In British Columbia, 78 per cent of survey respondents supported mandatory vaccines for childhood diseases such as polio and measles in the online poll. Alberta respondents showed 73 per cent support.
Mario Canseco of Insights West said he found the widespread support interesting, given how divisive the vaccination issue has been in the media.
"It's pretty hard to get seven out of 10 residents in the western provinces to say we agree with something, we tend to be very different."
Only about one in five respondents said they thought parents should be the ones deciding whether their kids are vaccinated.
"There's this minority that seems to believe there's something wrong with the vaccinations and that it should be left to the parents to decide whether they want to do it or not," said Canseco.
In the Vancouver area, about 73 per cent of schoolchildren have their recommended immunizations, but in several schools, less than half of kindergarten students have been vaccinated for measles.

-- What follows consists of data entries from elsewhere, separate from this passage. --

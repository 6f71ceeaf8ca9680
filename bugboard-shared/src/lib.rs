//! # Bugboard Shared Library
//!
//! Core of the Bugboard issue tracker: the entity store, the permission
//! guard, and the list, thread, search and sidebar engines. The HTTP server
//! in `bugboard-api` is a thin layer over this crate.
//!
//! ## Module Organization
//!
//! - `db`: SQLite pool and migrations
//! - `models`: Users, projects, issues, comments and memberships
//! - `auth`: Password hashing, JWT, request middleware and permission checks
//! - `error`: Core error type
//! - `listing`: Filtered, sorted, paginated list views
//! - `lifecycle`: Create/update/delete and open/close operations
//! - `members`: Adding and removing assigned users
//! - `detail`: Detail views and their visit counting
//! - `threads`: Comment threads
//! - `search`: Cross-entity search
//! - `sidebar`: Sidebar context

pub mod auth;
pub mod db;
pub mod detail;
pub mod error;
pub mod lifecycle;
pub mod listing;
pub mod members;
pub mod models;
pub mod search;
pub mod sidebar;
pub mod threads;

/// Current version of the Bugboard shared library
pub const VERSION: &str = env!("CARGO_PKG_VERSION");
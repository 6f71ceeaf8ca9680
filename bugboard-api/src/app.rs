/// Application state and router builder
///
/// This module defines the shared application state and provides
/// a function to build the Axum router with all routes and middleware.
///
/// # Example
///
/// ```no_run
/// use bugboard_api::{app::AppState, config::Config};
/// use bugboard_shared::db::pool::create_pool;
///
/// # async fn example() -> anyhow::Result<()> {
/// let config = Config::from_env()?;
/// let pool = create_pool(config.database.pool_config()).await?;
/// let state = AppState::new(pool, config);
/// let app = bugboard_api::app::build_router(state);
/// # Ok(())
/// # }
/// ```

use crate::{config::Config, middleware::security::SecurityHeadersLayer};
use axum::{
    http::{header, HeaderValue, Method},
    routing::{get, post},
    Router,
};
use bugboard_shared::auth::middleware::{create_jwt_middleware, create_optional_jwt_middleware};
use sqlx::SqlitePool;
use std::sync::Arc;
use tower_http::{
    cors::CorsLayer,
    trace::{DefaultMakeSpan, DefaultOnResponse, TraceLayer},
};
use tracing::Level;

/// Shared application state
///
/// This is cloned for each request handler via Axum's `State` extractor.
/// Uses Arc internally for cheap cloning.
#[derive(Clone)]
pub struct AppState {
    /// Database connection pool
    pub db: SqlitePool,

    /// Application configuration
    pub config: Arc<Config>,
}

impl AppState {
    /// Creates new application state
    pub fn new(db: SqlitePool, config: Config) -> Self {
        Self {
            db,
            config: Arc::new(config),
        }
    }

    /// Gets JWT secret for token operations
    pub fn jwt_secret(&self) -> &str {
        &self.config.jwt.secret
    }

    /// Entries per list page
    pub fn per_page(&self) -> i64 {
        self.config.listing.per_page
    }
}

/// Builds the complete Axum router with all routes and middleware
///
/// # Architecture
///
/// ```text
/// /
/// ├── /health                          # Health check
/// └── /v1/
///     ├── /auth/                       # register, login, refresh
///     ├── GET  /home
///     ├── GET  /search?q=
///     ├── GET  /users/:name
///     ├── /projects/
///     │   ├── GET  /  POST /           # list, create
///     │   ├── GET  /filter/:term
///     │   ├── GET  /:id                # detail with scoped issue list
///     │   ├── GET  /:id/filter/:term
///     │   ├── POST /:id/update | /:id/delete
///     │   ├── POST /:id/members/add | /:id/members/remove
///     │   └── POST /:id/issues         # create issue
///     ├── /issues/
///     │   ├── GET  /  GET /filter/:term
///     │   ├── GET  /:id                # detail with comment threads
///     │   ├── POST /:id/update | /delete | /open | /close
///     │   ├── POST /:id/members/add | /:id/members/remove
///     │   └── POST /:id/comments
///     └── /comments/
///         └── POST /:id/edit | /:id/delete
/// ```
///
/// # Middleware Stack
///
/// Applied in order (bottom to top):
/// 1. Optional JWT authentication on `/v1`, required on `/v1/comments`;
///    other mutating handlers require it through the `AuthContext` extractor
/// 2. Logging (tower-http TraceLayer)
/// 3. CORS (tower-http CorsLayer)
/// 4. Security headers
pub fn build_router(state: AppState) -> Router {
    use crate::routes;

    let health_routes = Router::new().route("/health", get(routes::health::health_check));

    let auth_routes = Router::new()
        .route("/register", post(routes::auth::register))
        .route("/login", post(routes::auth::login))
        .route("/refresh", post(routes::auth::refresh));

    let project_routes = Router::new()
        .route(
            "/",
            get(routes::projects::list_projects).post(routes::projects::create_project),
        )
        .route("/filter/:term", get(routes::projects::list_projects_by_term))
        .route("/:id", get(routes::projects::project_detail))
        .route("/:id/filter/:term", get(routes::projects::project_detail_by_term))
        .route("/:id/update", post(routes::projects::update_project))
        .route("/:id/delete", post(routes::projects::delete_project))
        .route("/:id/members/add", post(routes::projects::add_member))
        .route("/:id/members/remove", post(routes::projects::remove_member))
        .route("/:id/issues", post(routes::issues::create_issue));

    let issue_routes = Router::new()
        .route("/", get(routes::issues::list_issues))
        .route("/filter/:term", get(routes::issues::list_issues_by_term))
        .route("/:id", get(routes::issues::issue_detail))
        .route("/:id/update", post(routes::issues::update_issue))
        .route("/:id/delete", post(routes::issues::delete_issue))
        .route("/:id/open", post(routes::issues::open_issue))
        .route("/:id/close", post(routes::issues::close_issue))
        .route("/:id/members/add", post(routes::issues::add_member))
        .route("/:id/members/remove", post(routes::issues::remove_member))
        .route("/:id/comments", post(routes::comments::add_comment));

    // Comment routes only mutate, so the whole group requires a token
    let comment_routes = Router::new()
        .route("/:id/edit", post(routes::comments::edit_comment))
        .route("/:id/delete", post(routes::comments::delete_comment))
        .layer(axum::middleware::from_fn(create_jwt_middleware(
            state.jwt_secret().to_string(),
        )));

    let v1_routes = Router::new()
        .nest("/auth", auth_routes)
        .route("/home", get(routes::home::home))
        .route("/search", get(routes::search::search))
        .route("/users/:name", get(routes::users::user_profile))
        .nest("/projects", project_routes)
        .nest("/issues", issue_routes)
        .nest("/comments", comment_routes)
        .layer(axum::middleware::from_fn(create_optional_jwt_middleware(
            state.jwt_secret().to_string(),
        )));

    // Configure CORS based on environment
    let cors = if state.config.api.cors_origins.iter().any(|o| o == "*") {
        // Development mode: permissive CORS
        CorsLayer::permissive()
    } else {
        let origins: Vec<HeaderValue> = state
            .config
            .api
            .cors_origins
            .iter()
            .filter_map(|origin| origin.parse().ok())
            .collect();

        CorsLayer::new()
            .allow_origin(origins)
            .allow_methods([Method::GET, Method::POST, Method::OPTIONS])
            .allow_headers([header::AUTHORIZATION, header::CONTENT_TYPE])
            .allow_credentials(true)
            .max_age(std::time::Duration::from_secs(3600))
    };

    Router::new()
        .merge(health_routes)
        .nest("/v1", v1_routes)
        .layer(
            TraceLayer::new_for_http()
                .make_span_with(DefaultMakeSpan::new().level(Level::INFO))
                .on_response(DefaultOnResponse::new().level(Level::INFO)),
        )
        .layer(cors)
        .layer(SecurityHeadersLayer::new(state.config.api.production))
        .with_state(state)
}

B.C. Health Minister Terry Lake has dismissed the idea of mandatory vaccination, saying the requirement doesn't increase immunization rates.
Little support for mandatory flu vaccine
The flu vaccine did not get the same widespread support in the poll as childhood immunizations for measles and polio.
When asked whether "everybody" in the province should have to get a flu shot, just 19 per cent of British Columbians and 21 per cent of Albertans agreed.
The flu vaccine is recommended by health officials, especially for vulnerable people and those who care for them, but varies year to year in how well it works.
Last winter, it gave "no protection," due to a mismatch between circulating strains of the flu and what was in the vaccine, according to a study from the B.C. Centre for Disease Control.
The Insights West poll also found a small minority — less than five per cent — of respondents believed the debunked claim of a link between autism and childhood vaccines, which was promoted by a fraudulent and now-retracted 1998 study.